Quand cet artiste parle de la photographie, on sent à quel point cet art est imprégné en lui, qu’il a été important tout au long de sa carrière.
«Quand on fait une photo, on redécouvre souvent les choses d’une autre façon. On prend le temps d’observer les détails, de les recadrer. La photo est la base de ma pratique. D’ailleurs, la collection du musée est exceptionnelle dans l’argentique. Elle se compare à de grandes collections dans le monde», souligne-t-il.
À ses yeux, le Musée de la photographie mérite d’être reconnu à sa juste valeur. Le conseil d’administration se donne d’ailleurs l’objectif de convaincre le ministère de la Culture et des Communications de délivrer l’agrément qui fera de ce lieu un véritable musée éligible à tout un éventail de programme de subventions. On cible l’année 2025 pour y parvenir.
«Il n’y a aucune raison pour que ce musée n’obtienne pas une reconnaissance nationale et même internationale, insiste M. Courchesne au bout du fil. On tient quelque chose à Drummondville. C’est unique au monde et c’est une opportunité. Vous savez, la photographie rend hommage à l’art de l’entrepreneuriat. Il y a un sens d’avoir un tel musée localement. On a beaucoup d’ambition. On veut construire un musée de niveau international. L’idée est de faire de Drummondville un pôle culturel, une destination», insiste-t-il.
Au cours des derniers mois, beaucoup d’effort a été consacré à l’amélioration de la salle d’exposition. Les appareils ont été classés par date et déposés sur de jolis présentoirs. La grande majorité est fonctionnelle, malgré leur âge vénérable.

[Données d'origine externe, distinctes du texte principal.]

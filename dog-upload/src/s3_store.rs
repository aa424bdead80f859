use async_trait::async_trait;
use aws_config::{BehaviorVersion, Region};
use aws_credential_types::Credentials;
use aws_sdk_s3::error::ProvideErrorMetadata;
use aws_sdk_s3::primitives::ByteStream as AwsByteStream;
use aws_sdk_s3::types::{BucketCannedAcl, ObjectCannedAcl};
use aws_sdk_s3::Client;
use bytes::Bytes;
use std::env;

use crate::{AclPolicy, BlobStore, BucketIdentity, StoreError, StoreResult, StoredObject};

/// S3-compatible endpoint settings
#[derive(Clone)]
pub struct S3Config {
    pub region: String,
    pub access_key_id: String,
    pub secret_access_key: String,
    pub endpoint_url: Option<String>,
    /// Path-style addressing, required by most self-hosted stores
    pub force_path_style: bool,
}

impl std::fmt::Debug for S3Config {
    fn fmt(&self, f: &mut std::fmt::Formatter<'_>) -> std::fmt::Result {
        f.debug_struct("S3Config")
            .field("region", &self.region)
            .field("access_key_id", &self.access_key_id)
            .field("secret_access_key", &"[REDACTED]")
            .field("endpoint_url", &self.endpoint_url)
            .field("force_path_style", &self.force_path_style)
            .finish()
    }
}

impl S3Config {
    /// `S3_REGION`, `S3_ACCESS_KEY_ID`, `S3_SECRET_ACCESS_KEY`, optional `S3_ENDPOINT_URL`
    pub fn from_env() -> StoreResult<Self> {
        fn get_env(key: &str) -> StoreResult<String> {
            env::var(key).map_err(|_| StoreError::invalid(format!("{} environment variable required", key)))
        }

        let endpoint_url = env::var("S3_ENDPOINT_URL").ok().filter(|v| !v.is_empty());
        Ok(Self {
            region: get_env("S3_REGION")?,
            access_key_id: get_env("S3_ACCESS_KEY_ID")?,
            secret_access_key: get_env("S3_SECRET_ACCESS_KEY")?,
            force_path_style: endpoint_url.is_some(),
            endpoint_url,
        })
    }
}

/// Blob store backed by any S3-compatible service
#[derive(Clone)]
pub struct S3CompatibleStore {
    client: Client,
}

impl S3CompatibleStore {
    pub async fn new(config: S3Config) -> Self {
        let credentials = Credentials::new(
            config.access_key_id,
            config.secret_access_key,
            None,
            None,
            "dog-upload",
        );

        let mut loader = aws_config::defaults(BehaviorVersion::latest())
            .region(Region::new(config.region))
            .credentials_provider(credentials);
        if let Some(endpoint) = config.endpoint_url {
            loader = loader.endpoint_url(endpoint);
        }
        let aws_config = loader.load().await;

        let client = Client::from_conf(
            aws_sdk_s3::config::Builder::from(&aws_config)
                .force_path_style(config.force_path_style)
                .build(),
        );
        Self { client }
    }

    pub async fn from_env() -> StoreResult<Self> {
        Ok(Self::new(S3Config::from_env()?).await)
    }
}

fn object_acl(acl: &AclPolicy) -> ObjectCannedAcl {
    if acl.is_public_read() {
        ObjectCannedAcl::PublicRead
    } else {
        ObjectCannedAcl::Private
    }
}

fn bucket_acl(acl: &AclPolicy) -> BucketCannedAcl {
    if acl.is_public_read() {
        BucketCannedAcl::PublicRead
    } else {
        BucketCannedAcl::Private
    }
}

/// SDK failures are classified by their service error code
fn map_sdk_error<E>(err: aws_sdk_s3::error::SdkError<E>) -> StoreError
where
    E: ProvideErrorMetadata + std::error::Error + Send + Sync + 'static,
{
    use aws_sdk_s3::error::SdkError;

    match &err {
        SdkError::TimeoutError(_) | SdkError::DispatchFailure(_) => StoreError::transient(err),
        SdkError::ServiceError(service) => match service.err().code() {
            Some("SlowDown") | Some("InternalError") | Some("ServiceUnavailable") => {
                StoreError::transient(err)
            }
            _ => StoreError::backend(err),
        },
        _ => StoreError::backend(err),
    }
}

#[async_trait]
impl BlobStore for S3CompatibleStore {
    async fn put(
        &self,
        bucket: &str,
        key: &str,
        body: Bytes,
        acl: &AclPolicy,
    ) -> StoreResult<StoredObject> {
        self.client
            .put_object()
            .bucket(bucket)
            .key(key)
            .acl(object_acl(acl))
            .body(AwsByteStream::from(body))
            .send()
            .await
            .map_err(map_sdk_error)?;

        Ok(StoredObject {
            bucket_name: bucket.to_string(),
            object_name: key.to_string(),
        })
    }

    async fn get(&self, bucket: &str, key: &str) -> StoreResult<Bytes> {
        let output = self
            .client
            .get_object()
            .bucket(bucket)
            .key(key)
            .send()
            .await
            .map_err(|e| match e.as_service_error() {
                Some(service) if service.is_no_such_key() => {
                    StoreError::not_found(format!("{bucket}/{key}"))
                }
                _ => map_sdk_error(e),
            })?;

        let data = output.body.collect().await.map_err(StoreError::transient)?;
        Ok(data.into_bytes())
    }

    async fn bucket_exists(&self, bucket: &str) -> StoreResult<bool> {
        match self.client.head_bucket().bucket(bucket).send().await {
            Ok(_) => Ok(true),
            Err(e) if e.as_service_error().is_some_and(|s| s.is_not_found()) => Ok(false),
            Err(e) => Err(map_sdk_error(e)),
        }
    }

    async fn create_bucket(&self, bucket: &BucketIdentity, acl: &AclPolicy) -> StoreResult<()> {
        let name = bucket.name();
        match self
            .client
            .create_bucket()
            .bucket(&name)
            .acl(bucket_acl(acl))
            .send()
            .await
        {
            Ok(_) => Ok(()),
            Err(e)
                if e.as_service_error().is_some_and(|s| {
                    s.is_bucket_already_exists() || s.is_bucket_already_owned_by_you()
                }) =>
            {
                Err(StoreError::conflict(name))
            }
            Err(e) => Err(map_sdk_error(e)),
        }
    }
}
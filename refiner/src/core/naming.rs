//! Section naming: tag-safe ids and the duplicate-detection key.

use serde::{Deserialize, Serialize};

/// How section names are compared when checking for duplicates.
#[derive(Debug, Clone, Copy, PartialEq, Eq, Default, Serialize, Deserialize)]
#[serde(rename_all = "snake_case")]
pub enum NamingPolicy {
    /// Names that differ only by case, spaces, underscores or hyphens collide.
    #[default]
    CaseInsensitiveNormalize,
    /// Names must match exactly to collide.
    Strict,
}

impl NamingPolicy {
    /// Key used to detect duplicate names under this policy.
    pub fn key(self, name: &str) -> String {
        match self {
            NamingPolicy::CaseInsensitiveNormalize => normalized_key(name),
            NamingPolicy::Strict => name.trim().to_string(),
        }
    }
}

/// Derive the tag-safe section id for a display name.
///
/// Trims the name, replaces each run of whitespace with a single `_` and maps
/// every other character outside `[A-Za-z0-9_-]` to `_`, so the id can be
/// used as an element name in the document text form.
pub fn section_id(name: &str) -> String {
    name.split_whitespace()
        .collect::<Vec<_>>()
        .join("_")
        .chars()
        .map(|c| if is_id_char(c) { c } else { '_' })
        .collect()
}

fn is_id_char(c: char) -> bool {
    c.is_ascii_alphanumeric() || c == '_' || c == '-'
}

/// Lowercase the id of `name` and collapse runs of underscores and hyphens.
///
/// `"Initial Analysis Plan"`, `"Initial_Analysis_Plan"` and
/// `" initial-analysis  plan "` all map to `"initial analysis plan"`. Names
/// that share an id always share a key.
pub fn normalized_key(name: &str) -> String {
    section_id(name)
        .split(['_', '-'])
        .filter(|part| !part.is_empty())
        .map(str::to_ascii_lowercase)
        .collect::<Vec<_>>()
        .join(" ")
}

#[cfg(test)]
mod tests {
    use super::*;

    #[test]
    fn section_id_replaces_whitespace_runs() {
        assert_eq!(section_id("  Initial   Analysis Plan "), "Initial_Analysis_Plan");
        assert_eq!(section_id("Plan"), "Plan");
    }

    #[test]
    fn section_id_is_tag_safe() {
        assert_eq!(section_id("A<B"), "A_B");
        assert_eq!(section_id("Q&A: \"draft\" v2"), "Q_A___draft__v2");
        assert_eq!(section_id("Café"), "Caf_");
        assert!(
            section_id("x</y> <z a=\"1\">")
                .chars()
                .all(|c| c.is_ascii_alphanumeric() || c == '_' || c == '-')
        );
    }

    #[test]
    fn names_sharing_an_id_share_a_key() {
        assert_eq!(normalized_key("A<B"), normalized_key("A>B"));
        assert_eq!(normalized_key("A<B"), "a b");
    }

    #[test]
    fn normalized_key_collapses_case_space_and_underscore() {
        let a = normalized_key("Initial Analysis Plan");
        let b = normalized_key("Initial_Analysis_Plan");
        let c = normalized_key("initial--analysis__PLAN");
        assert_eq!(a, "initial analysis plan");
        assert_eq!(a, b);
        assert_eq!(a, c);
    }

    #[test]
    fn strict_policy_keeps_case() {
        assert_ne!(
            NamingPolicy::Strict.key("Plan"),
            NamingPolicy::Strict.key("plan")
        );
        assert_eq!(
            NamingPolicy::CaseInsensitiveNormalize.key("Plan"),
            NamingPolicy::CaseInsensitiveNormalize.key("plan")
        );
    }
}
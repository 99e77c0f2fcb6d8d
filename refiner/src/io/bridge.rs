//! Execution bridge: routes `Execute` directives to a sandbox and stages
//! interpreter context until the owning batch is accepted.

use tracing::debug;

use crate::core::budget::IterationBudget;
use crate::core::execution::{CodeRunner, ExecutionContext, ExecutionRecord, ExecutionResult};
use crate::io::sandbox::Sandbox;

/// Owns the task's shared execution context.
#[derive(Debug, Clone, Default, PartialEq, Eq)]
pub struct ExecutionBridge {
    context: ExecutionContext,
}

impl ExecutionBridge {
    pub fn new(context: ExecutionContext) -> Self {
        Self { context }
    }

    pub fn context(&self) -> &ExecutionContext {
        &self.context
    }

    /// Start a batch. Context changes stay local to the returned runner.
    pub fn stage<'a, S: Sandbox + ?Sized>(
        &self,
        sandbox: &'a S,
        budget: IterationBudget,
    ) -> StagedExecution<'a, S> {
        StagedExecution {
            sandbox,
            budget,
            context: self.context.clone(),
        }
    }

    /// Adopt the context of an accepted batch.
    pub fn commit<S: Sandbox + ?Sized>(&mut self, staged: StagedExecution<'_, S>) {
        self.context = staged.context;
    }
}

/// Runner handed to the document store for one batch.
pub struct StagedExecution<'a, S: Sandbox + ?Sized> {
    sandbox: &'a S,
    budget: IterationBudget,
    context: ExecutionContext,
}

impl<S: Sandbox + ?Sized> CodeRunner for StagedExecution<'_, S> {
    fn run(&mut self, code: &str) -> ExecutionRecord {
        let result = match self.budget.remaining() {
            Ok(timeout) => self.sandbox.execute(code, &self.context, timeout),
            Err(exhausted) => {
                debug!("no iteration budget left for execution");
                ExecutionResult::raised(&self.context, exhausted.to_string())
            }
        };
        let record = ExecutionRecord::from_result(code, &result);
        self.context = result.updated_context;
        record
    }
}

#[cfg(test)]
mod tests {
    use super::*;
    use crate::test_support::ScriptedSandbox;

    #[test]
    fn context_changes_apply_only_on_commit() {
        let sandbox = ScriptedSandbox::new(["4\n"]);
        let mut bridge = ExecutionBridge::default();

        let mut staged = bridge.stage(&sandbox, IterationBudget::unbounded());
        let record = staged.run("print(2+2)");
        assert_eq!(record.stdout, "4\n");
        assert!(bridge.context().blocks.is_empty());

        bridge.commit(staged);
        assert_eq!(bridge.context().blocks, vec!["print(2+2)".to_string()]);
    }

    #[test]
    fn dropped_stage_leaves_context_untouched() {
        let sandbox = ScriptedSandbox::new(["1\n"]);
        let bridge = ExecutionBridge::default();
        {
            let mut staged = bridge.stage(&sandbox, IterationBudget::unbounded());
            staged.run("x = 1");
        }
        assert_eq!(bridge.context(), &ExecutionContext::default());
    }

    #[test]
    fn exhausted_budget_is_reported_as_data() {
        let sandbox = ScriptedSandbox::new(["never"]);
        let bridge = ExecutionBridge::default();
        let budget = IterationBudget::starting_now(Some(std::time::Duration::ZERO));
        let mut staged = bridge.stage(&sandbox, budget);
        let record = staged.run("x");
        assert_eq!(record.raised_error.as_deref(), Some("iteration timed out"));
        assert!(sandbox.codes().is_empty());
    }
}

«Chaque appareil-photo invente quelque chose de nouveau ou débloque quelque chose qui est déjà inventé. C’est une technologie qui n’arrête pas d’évoluer. On est presque capable maintenant de se téléporter à l’intérieur d’une image à distance! On capture ce qui existe. La collection du musée s’arrêtait avec les caméras argentiques. Maintenant, on a décidé de poursuivre avec le numérique. C’est incroyable, car il n’y a jamais eu autant de caméras dans le monde. Dans notre mission du musée, ce sera très important d’en tenir compte», ajoute Luc Courchesne.
Inspiré par son père
Âgé de 72 ans et vivant aujourd’hui à Montréal et à Sutton, Luc Courchesne a grandi jusqu’à l’âge de 12 ans à Saint-Léonard d’Aston. Il a vécu son adolescence à Drummondville. Il a notamment fréquenté l’école Jean-Raimbault.

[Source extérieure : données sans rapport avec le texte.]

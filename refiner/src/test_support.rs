//! Test-only builders and scripted collaborators.

use std::cell::RefCell;
use std::collections::VecDeque;
use std::fs;
use std::path::{Path, PathBuf};
use std::time::Duration;

use anyhow::{Context, Result};
use tempfile::TempDir;

use crate::core::document::{DocumentState, Section, SectionContent};
use crate::core::execution::{CodeRunner, ExecutionContext, ExecutionRecord, ExecutionResult};
use crate::core::history::HistoryEntry;
use crate::core::naming::section_id;
use crate::io::config::{RefinerConfig, write_config};
use crate::io::sandbox::Sandbox;

/// A text section whose id is derived from `name`.
pub fn section(name: &str, text: &str, created_at_iteration: u32, seq: u64) -> Section {
    Section {
        id: section_id(name),
        name: name.to_string(),
        content: SectionContent::text(text),
        created_at_iteration,
        seq,
    }
}

/// Initial state plus `sections` created at iteration 1, in the given order.
pub fn state_with_sections(sections: &[(&str, &str)]) -> DocumentState {
    let mut state = DocumentState::initial("test request");
    state.iteration = 1;
    for (name, text) in sections {
        let section = section(name, text, 1, state.next_seq);
        state.next_seq += 1;
        state.sections.insert(section.id.clone(), section);
    }
    state
}

/// Ledger entry for `state` at its own iteration, as a normal-tier reply.
pub fn history_entry(state: DocumentState, raw_response: &str) -> HistoryEntry {
    HistoryEntry {
        iteration: state.iteration,
        state,
        raw_response: raw_response.to_string(),
        directives: Vec::new(),
        executions: Vec::new(),
        recovery: Default::default(),
        warnings: Vec::new(),
    }
}

/// Code runner that records code and answers with a fixed stdout.
#[derive(Debug, Default)]
pub struct RecordingRunner {
    pub codes: Vec<String>,
    stdout: String,
}

impl RecordingRunner {
    pub fn with_stdout(stdout: &str) -> Self {
        Self {
            codes: Vec::new(),
            stdout: stdout.to_string(),
        }
    }
}

impl CodeRunner for RecordingRunner {
    fn run(&mut self, code: &str) -> ExecutionRecord {
        self.codes.push(code.to_string());
        ExecutionRecord {
            code: code.to_string(),
            stdout: self.stdout.clone(),
            stderr: String::new(),
            raised_error: None,
        }
    }
}

/// Sandbox that answers each execution with the next scripted stdout.
///
/// Successful blocks are appended to the context like a real interpreter
/// would; once the script runs out every execution raises.
#[derive(Debug, Default)]
pub struct ScriptedSandbox {
    outputs: RefCell<VecDeque<String>>,
    codes: RefCell<Vec<String>>,
}

impl ScriptedSandbox {
    pub fn new<I, S>(outputs: I) -> Self
    where
        I: IntoIterator<Item = S>,
        S: Into<String>,
    {
        Self {
            outputs: RefCell::new(outputs.into_iter().map(Into::into).collect()),
            codes: RefCell::new(Vec::new()),
        }
    }

    /// Code blocks executed so far.
    pub fn codes(&self) -> Vec<String> {
        self.codes.borrow().clone()
    }
}

impl Sandbox for ScriptedSandbox {
    fn execute(
        &self,
        code: &str,
        context: &ExecutionContext,
        _timeout: Option<Duration>,
    ) -> ExecutionResult {
        self.codes.borrow_mut().push(code.to_string());
        let Some(stdout) = self.outputs.borrow_mut().pop_front() else {
            return ExecutionResult::raised(context, "scripted sandbox has no outputs left");
        };
        let mut updated_context = context.clone();
        updated_context.blocks.push(code.to_string());
        updated_context.transcript.push_str(&stdout);
        ExecutionResult {
            stdout,
            stderr: String::new(),
            raised_error: None,
            updated_context,
        }
    }
}

/// Temporary working directory for CLI and persistence tests.
pub struct Workspace {
    dir: TempDir,
}

impl Workspace {
    pub fn new() -> Result<Self> {
        Ok(Self {
            dir: tempfile::tempdir().context("create tempdir")?,
        })
    }

    pub fn path(&self) -> &Path {
        self.dir.path()
    }

    pub fn config_path(&self) -> PathBuf {
        self.path().join("refiner.toml")
    }

    pub fn session_path(&self) -> PathBuf {
        self.path().join("session.json")
    }

    /// Write `config` as `refiner.toml`.
    pub fn write_config(&self, config: &RefinerConfig) -> Result<PathBuf> {
        let path = self.config_path();
        write_config(&path, config)?;
        Ok(path)
    }

    /// Write scripted model responses as a JSON array file.
    pub fn write_responses(&self, name: &str, responses: &[&str]) -> Result<PathBuf> {
        let path = self.path().join(name);
        let json = serde_json::to_string_pretty(responses).context("serialize responses")?;
        fs::write(&path, json).with_context(|| format!("write {}", path.display()))?;
        Ok(path)
    }
}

«J’ai été très inspiré par mon père qui était un homme d’affaires. J’ai vite compris que si je voulais quelque chose qu’il fallait que je m’organise pour l’avoir. Il n’y a rien de gratuit dans la vie. Mon père a commencé à travailler dans les petites fromageries. Ensuite, il est devenu plombier puis il a créé son entreprise dans la ventilation. Il m’a montré l’importance de créer son chemin. J’ai choisi l’art plutôt que la gestion», dit celui qui se définit comme un artiste-inventeur.
Ainsi, Luc Courchesne a réalisé que les petits pas font les grands parcours. Il a obtenu un baccalauréat en design du Nova Scotia College of Art and Design en 1974. Dix ans plus tard, il a réussi une maîtrise en science des études visuelles du Massachussets Institute of Technology puis il est devenu professeur à l’École de design de l’Université de Montréal de 1989 à 2013. Il en a été directeur pendant cinq années.

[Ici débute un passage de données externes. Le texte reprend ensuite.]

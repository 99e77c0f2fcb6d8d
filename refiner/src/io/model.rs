//! Language model backends.
//!
//! The [`LanguageModel`] trait decouples the orchestrator from the actual
//! provider. `CommandModel` spawns a configured command with the prompt on
//! stdin; `ScriptedModel` replays canned responses for tests and offline runs.

use std::cell::RefCell;
use std::collections::VecDeque;
use std::fs;
use std::path::Path;
use std::time::Duration;

use anyhow::{Context, Result};
use tracing::{debug, info, instrument, warn};

use crate::io::process::{command_from_argv, run_with_timeout};

/// A provider call that produced no usable text.
#[derive(Debug, Clone, PartialEq, Eq, thiserror::Error)]
pub enum ProviderFailure {
    #[error("model call timed out")]
    Timeout,
    #[error("model command exited with status {code:?}: {stderr}")]
    NonZeroExit { code: Option<i32>, stderr: String },
    #[error("model unavailable: {0}")]
    Unavailable(String),
    #[error("scripted model has no responses left")]
    Exhausted,
}

impl ProviderFailure {
    /// Whether retrying the same call can help.
    pub fn is_retryable(&self) -> bool {
        !matches!(self, ProviderFailure::Exhausted)
    }
}

/// Prompt in, text out.
pub trait LanguageModel {
    fn complete(&self, prompt: &str, timeout: Option<Duration>) -> Result<String, ProviderFailure>;
}

/// Model backed by an external command (`argv`), prompt on stdin, reply on stdout.
#[derive(Debug, Clone)]
pub struct CommandModel {
    argv: Vec<String>,
    output_limit_bytes: usize,
}

impl CommandModel {
    pub fn new(argv: Vec<String>, output_limit_bytes: usize) -> Self {
        Self {
            argv,
            output_limit_bytes,
        }
    }
}

impl LanguageModel for CommandModel {
    #[instrument(skip_all, fields(program = self.argv.first().map(String::as_str), prompt_bytes = prompt.len()))]
    fn complete(&self, prompt: &str, timeout: Option<Duration>) -> Result<String, ProviderFailure> {
        let cmd =
            command_from_argv(&self.argv).map_err(|e| ProviderFailure::Unavailable(e.to_string()))?;
        let output = run_with_timeout(cmd, prompt.as_bytes(), timeout, self.output_limit_bytes)
            .map_err(|e| ProviderFailure::Unavailable(format!("{e:#}")))?;

        if output.timed_out {
            warn!("model command timed out");
            return Err(ProviderFailure::Timeout);
        }
        if !output.status.success() {
            warn!(exit_code = ?output.status.code(), "model command failed");
            return Err(ProviderFailure::NonZeroExit {
                code: output.status.code(),
                stderr: output.stderr_text().trim().to_string(),
            });
        }
        debug!(response_bytes = output.stdout.len(), "model command completed");
        Ok(output.stdout_text())
    }
}

/// Replays canned responses in order and records every prompt it was given.
#[derive(Debug, Default)]
pub struct ScriptedModel {
    responses: RefCell<VecDeque<Result<String, ProviderFailure>>>,
    prompts: RefCell<Vec<String>>,
}

impl ScriptedModel {
    pub fn new<I, S>(responses: I) -> Self
    where
        I: IntoIterator<Item = S>,
        S: Into<String>,
    {
        Self::with_results(responses.into_iter().map(|r| Ok(r.into())))
    }

    pub fn with_results<I>(results: I) -> Self
    where
        I: IntoIterator<Item = Result<String, ProviderFailure>>,
    {
        Self {
            responses: RefCell::new(results.into_iter().collect()),
            prompts: RefCell::new(Vec::new()),
        }
    }

    /// Load a JSON array of response strings.
    pub fn from_file(path: &Path) -> Result<Self> {
        let raw = fs::read_to_string(path)
            .with_context(|| format!("read responses {}", path.display()))?;
        let responses: Vec<String> = serde_json::from_str(&raw)
            .with_context(|| format!("parse responses {}", path.display()))?;
        info!(count = responses.len(), path = %path.display(), "loaded scripted responses");
        Ok(Self::new(responses))
    }

    /// Prompts received so far, oldest first.
    pub fn prompts(&self) -> Vec<String> {
        self.prompts.borrow().clone()
    }

    pub fn remaining(&self) -> usize {
        self.responses.borrow().len()
    }
}

impl LanguageModel for ScriptedModel {
    fn complete(
        &self,
        prompt: &str,
        _timeout: Option<Duration>,
    ) -> Result<String, ProviderFailure> {
        self.prompts.borrow_mut().push(prompt.to_string());
        self.responses
            .borrow_mut()
            .pop_front()
            .unwrap_or(Err(ProviderFailure::Exhausted))
    }
}

/// Adapter for a plain closure.
pub struct FnModel<F>(pub F);

impl<F> LanguageModel for FnModel<F>
where
    F: Fn(&str) -> Result<String, ProviderFailure>,
{
    fn complete(
        &self,
        prompt: &str,
        _timeout: Option<Duration>,
    ) -> Result<String, ProviderFailure> {
        (self.0)(prompt)
    }
}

Luc Courchesne se démarque par son approche de la photographie panoramique et sphérique. Parmi ses réalisations en design, mentionnons le système de signalisation des parcs du Québec, toujours en usage après plus de 40 ans, ainsi que son sac Boule, breveté en 1976 et en production ininterrompue depuis. En muséographie, l’installation multimédia qu’il a créée pour le lieu historique national Louis-S.-Saint-Laurent en 1982 est présentée sans interruption depuis et classée au patrimoine historique canadien.
Inventeur, il conçoit et brevette en 2000 le Panoscope 360°, un dispositif de projection panoramique. Couplé aux moteurs graphiques temps réel développés pour l’industrie du jeu vidéo, son dispositif permettant d’entrer dans un espace 3D dynamique a inspiré les concepteurs du film Star Trek en 2009.
À l’Université de Montréal, il a créé le Laboratoire de muséographie, lequel a permis d’ouvrir la voie aux pratiques contemporaines du design d’interaction et d’expérience en collaboration avec des institutions culturelles et scientifiques québécoises.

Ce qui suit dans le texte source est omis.